O ex-presidente dos Estados Unidos, Donald Trump, declarou diversas vezes que as Big Techs chinesas estavam espionando o mundo ocidental por interesses do Partido Comunista Chinês. Naquela altura, essa história foi colocada no balaio das loucuras trumpistas de internet. Não sabemos até agora se Trump realmente tinha informações sobre isso ou se tinha apenas desconfiança e usou essa história para fortalecer suas posições políticas. Mas agora temos a comprovação de que realmente é verdade.
No Brasil, as Big Techs ainda são tratadas como aliadas das autoridades. No entanto, nenhuma delas tem sede no país.
Os fatos enfureceram o mundo político dos Estados Unidos e da Europa, mas não causaram aqui no Brasil o mesmo impacto. Aqui, a discussão sobre redes sociais ainda é muito incipiente e centrada em conteúdo. Em outros países, ela já é centrada em dados, algoritmos, neurohacking e manipulação.
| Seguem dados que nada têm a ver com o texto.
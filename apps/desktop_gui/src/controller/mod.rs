//! Controller layer: UI events, error modeling, and command orchestration.

pub mod events;
pub mod orchestration;
//! Backend commands queued from UI to backend worker.

use shared::domain::{Product, ProductId};

/// Identifies one opened product modal so late results only close the modal
/// that issued them.
#[derive(Debug, Clone, Copy, PartialEq, Eq, Hash)]
pub struct ModalId(pub u64);

#[derive(Debug, Clone)]
pub enum BackendCommand {
    ListProducts,
    SaveProduct { modal: ModalId, product: Product },
    DeleteProduct { modal: ModalId, id: ProductId },
}

impl BackendCommand {
    pub fn name(&self) -> &'static str {
        match self {
            Self::ListProducts => "list_products",
            Self::SaveProduct { .. } => "save_product",
            Self::DeleteProduct { .. } => "delete_product",
        }
    }
}
use std::sync::Mutex;

use super::*;
use async_trait::async_trait;

use crate::notify::{ToastKind, ToastQueue};

#[derive(Debug, Clone, PartialEq)]
enum ServiceCall {
    Create(Product),
    Update(ProductId, Product),
    Delete(ProductId),
}

#[derive(Default)]
struct RecordingService {
    calls: Mutex<Vec<ServiceCall>>,
    fail_with: Option<u16>,
}

impl RecordingService {
    fn failing(status: u16) -> Self {
        Self {
            calls: Mutex::new(Vec::new()),
            fail_with: Some(status),
        }
    }

    fn calls(&self) -> Vec<ServiceCall> {
        self.calls.lock().expect("calls").clone()
    }

    fn record(&self, call: ServiceCall) -> Result<(), ServiceError> {
        self.calls.lock().expect("calls").push(call);
        match self.fail_with {
            Some(status) => Err(ServiceError::Status {
                url: "fake://products".to_string(),
                status,
                code: None,
                message: "simulated failure".to_string(),
            }),
            None => Ok(()),
        }
    }
}

#[async_trait]
impl ProductService for RecordingService {
    async fn list_products(&self) -> Result<Vec<Product>, ServiceError> {
        Ok(Vec::new())
    }

    async fn create_product(&self, product: &Product) -> Result<Product, ServiceError> {
        self.record(ServiceCall::Create(product.clone()))?;
        let mut created = product.clone();
        created.id = ProductId(99);
        Ok(created)
    }

    async fn update_product(
        &self,
        id: ProductId,
        product: &Product,
    ) -> Result<Product, ServiceError> {
        self.record(ServiceCall::Update(id, product.clone()))?;
        Ok(product.clone())
    }

    async fn delete_product(&self, id: ProductId) -> Result<(), ServiceError> {
        self.record(ServiceCall::Delete(id))
    }
}

#[derive(Debug, Clone, Copy, PartialEq, Eq)]
enum HostCall {
    Close,
    NotifyChanged,
}

#[derive(Default)]
struct RecordingHost {
    calls: Mutex<Vec<HostCall>>,
}

impl RecordingHost {
    fn calls(&self) -> Vec<HostCall> {
        self.calls.lock().expect("host calls").clone()
    }
}

impl ModalHost for RecordingHost {
    fn close(&self) {
        self.calls.lock().expect("host calls").push(HostCall::Close);
    }

    fn notify_changed(&self) {
        self.calls
            .lock()
            .expect("host calls")
            .push(HostCall::NotifyChanged);
    }
}

struct Harness {
    locale: Locale,
    service: Arc<RecordingService>,
    host: Arc<RecordingHost>,
    toasts: ToastQueue,
    invoker: PersistenceInvoker,
}

impl Harness {
    fn new(service: RecordingService, locale: Locale) -> Self {
        let service = Arc::new(service);
        let toasts = ToastQueue::new();
        let invoker = PersistenceInvoker::new(
            service.clone(),
            Arc::new(toasts.clone()),
            locale,
        );
        Self {
            locale,
            service,
            host: Arc::new(RecordingHost::default()),
            toasts,
            invoker,
        }
    }

    fn ok() -> Self {
        Self::new(RecordingService::default(), Locale::English)
    }

    fn open(&self, mode: ModalMode, product: Product) -> ProductModal {
        ProductModal::open(
            ModalProps {
                show: true,
                title: "Product".to_string(),
                mode,
                product,
                host: self.host.clone(),
            },
            self.locale,
        )
    }
}

fn widget(id: i64) -> Product {
    Product {
        id: ProductId(id),
        title: "Widget".to_string(),
        price: 9.99,
        description: "A widget".to_string(),
        category: "Tools".to_string(),
        image: "http://x/y.png".to_string(),
    }
}

fn invalid_products() -> Vec<Product> {
    let mut products = vec![Product::empty()];
    let blanks: [fn(&mut Product); 4] = [
        |p| p.title.clear(),
        |p| p.description.clear(),
        |p| p.category.clear(),
        |p| p.image.clear(),
    ];
    for blank in blanks {
        let mut product = widget(0);
        blank(&mut product);
        products.push(product);
    }
    let mut negative = widget(7);
    negative.price = -1.0;
    products.push(negative);
    products
}

#[tokio::test]
async fn invalid_products_never_reach_the_service() {
    let harness = Harness::ok();

    for product in invalid_products() {
        let mut modal = harness.open(ModalMode::Create, product.clone());
        let ModalView::Form { submit_enabled, .. } = modal.view() else {
            panic!("create mode renders the form");
        };
        assert!(!submit_enabled, "submit enabled for {product:?}");
        assert!(modal.submit(&harness.invoker).await.is_none());
    }

    assert!(harness.service.calls().is_empty());
    assert!(harness.host.calls().is_empty());
    assert!(harness.toasts.is_empty());
}

#[tokio::test]
async fn empty_price_input_blocks_submission() {
    let harness = Harness::ok();
    let mut modal = harness.open(ModalMode::Update, widget(7));
    modal.change(ProductField::Price, "");

    assert!(modal.submit(&harness.invoker).await.is_none());
    assert_eq!(
        modal.form().visible_error(ProductField::Price),
        Some("Price is required")
    );
    assert!(harness.service.calls().is_empty());
}

#[tokio::test]
async fn submit_disabled_while_any_field_is_invalid() {
    let harness = Harness::ok();
    let mut modal = harness.open(ModalMode::Update, widget(7));

    let ModalView::Form { submit_enabled, .. } = modal.view() else {
        panic!("update mode renders the form");
    };
    assert!(submit_enabled);

    modal.change(ProductField::Image, "");
    let ModalView::Form {
        submit_enabled,
        fields,
        ..
    } = modal.view()
    else {
        panic!("update mode renders the form");
    };
    assert!(!submit_enabled);
    let image = fields
        .iter()
        .find(|field| field.field == ProductField::Image)
        .expect("image field");
    // not touched yet, so the message stays hidden
    assert_eq!(image.error, None);

    modal.blur(ProductField::Image);
    let ModalView::Form { fields, .. } = modal.view() else {
        panic!("update mode renders the form");
    };
    let image = fields
        .iter()
        .find(|field| field.field == ProductField::Image)
        .expect("image field");
    assert_eq!(image.error, Some("Image URL is required"));
}

#[tokio::test]
async fn new_product_is_created_once_then_closes_and_refreshes() {
    let harness = Harness::ok();
    let mut modal = harness.open(ModalMode::Create, widget(0));

    let outcome = modal.submit(&harness.invoker).await.expect("submitted");

    assert_eq!(outcome.expect("success"), Mutation::Created);
    assert_eq!(harness.service.calls(), vec![ServiceCall::Create(widget(0))]);
    assert_eq!(
        harness.host.calls(),
        vec![HostCall::Close, HostCall::NotifyChanged]
    );
    let toasts = harness.toasts.snapshot();
    assert_eq!(toasts.len(), 1);
    assert_eq!(toasts[0].kind, ToastKind::Success);
    assert_eq!(toasts[0].message, "Product created");
}

#[tokio::test]
async fn existing_product_is_updated_by_id() {
    let harness = Harness::ok();
    let mut modal = harness.open(ModalMode::Update, widget(7));
    modal.change(ProductField::Title, "Widget v2");

    let outcome = modal.submit(&harness.invoker).await.expect("submitted");

    assert_eq!(outcome.expect("success"), Mutation::Updated);
    let mut expected = widget(7);
    expected.title = "Widget v2".to_string();
    assert_eq!(
        harness.service.calls(),
        vec![ServiceCall::Update(ProductId(7), expected)]
    );
    assert_eq!(
        harness.host.calls(),
        vec![HostCall::Close, HostCall::NotifyChanged]
    );
    assert_eq!(harness.toasts.snapshot()[0].message, "Product updated");
}

#[tokio::test]
async fn id_decides_create_versus_update_regardless_of_mode() {
    let harness = Harness::ok();
    let mut modal = harness.open(ModalMode::Update, widget(0));

    let outcome = modal.submit(&harness.invoker).await.expect("submitted");

    assert_eq!(outcome.expect("success"), Mutation::Created);
    assert!(matches!(
        harness.service.calls().as_slice(),
        [ServiceCall::Create(_)]
    ));
}

#[tokio::test]
async fn delete_confirm_deletes_once_then_closes_and_refreshes() {
    let harness = Harness::ok();
    let modal = harness.open(ModalMode::Delete, widget(5));

    let outcome = modal
        .confirm_delete(&harness.invoker)
        .await
        .expect("confirmed");

    assert_eq!(outcome.expect("success"), Mutation::Deleted);
    assert_eq!(
        harness.service.calls(),
        vec![ServiceCall::Delete(ProductId(5))]
    );
    assert_eq!(
        harness.host.calls(),
        vec![HostCall::Close, HostCall::NotifyChanged]
    );
    assert_eq!(harness.toasts.snapshot()[0].message, "Product deleted");
}

#[tokio::test]
async fn failed_save_keeps_modal_open_and_reports_error() {
    let harness = Harness::new(RecordingService::failing(503), Locale::English);
    let mut modal = harness.open(ModalMode::Create, widget(0));

    let outcome = modal.submit(&harness.invoker).await.expect("submitted");

    let err = outcome.expect_err("simulated failure");
    assert_eq!(err.status(), Some(503));
    assert_eq!(harness.service.calls().len(), 1);
    assert!(harness.host.calls().is_empty());
    let toasts = harness.toasts.snapshot();
    assert_eq!(toasts.len(), 1);
    assert_eq!(toasts[0].kind, ToastKind::Error);
    assert_eq!(toasts[0].message, "An error has occurred");

    // the form is untouched and can be retried
    assert!(modal.form().is_valid());
    assert!(modal.submit(&harness.invoker).await.is_some());
    assert_eq!(harness.service.calls().len(), 2);
}

#[tokio::test]
async fn failed_delete_keeps_modal_open_and_reports_error() {
    let harness = Harness::new(RecordingService::failing(500), Locale::English);
    let modal = harness.open(ModalMode::Delete, widget(5));

    let outcome = modal
        .confirm_delete(&harness.invoker)
        .await
        .expect("confirmed");

    assert!(outcome.is_err());
    assert!(harness.host.calls().is_empty());
    assert_eq!(harness.toasts.snapshot()[0].kind, ToastKind::Error);
}

#[tokio::test]
async fn cancel_closes_without_persistence_in_either_mode() {
    let harness = Harness::ok();
    for mode in [ModalMode::Create, ModalMode::Update, ModalMode::Delete] {
        harness.open(mode, widget(3)).cancel();
    }

    assert!(harness.service.calls().is_empty());
    assert_eq!(harness.host.calls(), vec![HostCall::Close; 3]);
    assert!(harness.toasts.is_empty());
}

#[tokio::test]
async fn mode_selects_view_and_actions_do_not_cross() {
    let harness = Harness::ok();

    let delete_modal = harness.open(ModalMode::Delete, widget(5));
    match delete_modal.view() {
        ModalView::DeleteConfirmation {
            product_title,
            cancel_label,
            confirm_label,
            ..
        } => {
            assert_eq!(product_title, "Widget");
            assert_eq!(cancel_label, "Cancel");
            assert_eq!(confirm_label, "Delete");
        }
        other => panic!("unexpected view: {other:?}"),
    }

    let mut delete_modal = delete_modal;
    assert!(delete_modal.submit(&harness.invoker).await.is_none());

    let form_modal = harness.open(ModalMode::Create, widget(0));
    assert!(matches!(form_modal.view(), ModalView::Form { .. }));
    assert!(form_modal.confirm_delete(&harness.invoker).await.is_none());

    assert!(harness.service.calls().is_empty());
}

#[tokio::test]
async fn hidden_modal_renders_nothing_and_sends_nothing() {
    let harness = Harness::ok();
    let mut modal = ProductModal::open(
        ModalProps {
            show: false,
            title: "Product".to_string(),
            mode: ModalMode::Create,
            product: widget(0),
            host: harness.host.clone(),
        },
        Locale::English,
    );

    assert_eq!(modal.view(), ModalView::Hidden);
    assert!(modal.submit(&harness.invoker).await.is_none());
    assert!(harness.service.calls().is_empty());
}

#[tokio::test]
async fn spanish_create_notifies_producto_creado() {
    let harness = Harness::new(RecordingService::default(), Locale::Spanish);
    let mut modal = harness.open(ModalMode::Create, widget(0));

    let ModalView::Form {
        submit_label,
        cancel_label,
        ..
    } = modal.view()
    else {
        panic!("create mode renders the form");
    };
    assert_eq!(submit_label, "Guardar");
    assert_eq!(cancel_label, "Cancelar");

    modal.submit(&harness.invoker).await.expect("submitted").expect("ok");

    assert_eq!(harness.service.calls(), vec![ServiceCall::Create(widget(0))]);
    assert_eq!(harness.toasts.snapshot()[0].message, "Producto Creado");
    assert_eq!(
        harness.host.calls(),
        vec![HostCall::Close, HostCall::NotifyChanged]
    );
}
No Brasil, as Big Techs ainda são tratadas como aliadas das autoridades. No entanto, nenhuma delas tem sede no país. A tendência é de que elas sejam aliadas dos governos onde estabelecem a sede de suas operações. Outra diferença de abordagem, que foi fundamental para que o TikTok admitisse publicamente a espionagem, é não desqualificar completamente como teorias conspiratórias ideias que podem ser fatos. Nem a rivalidade política faz com que a desqualificação seja automática, ainda há um contingente significativo de autoridades políticas e figuras da imprensa que é comprometido com fatos.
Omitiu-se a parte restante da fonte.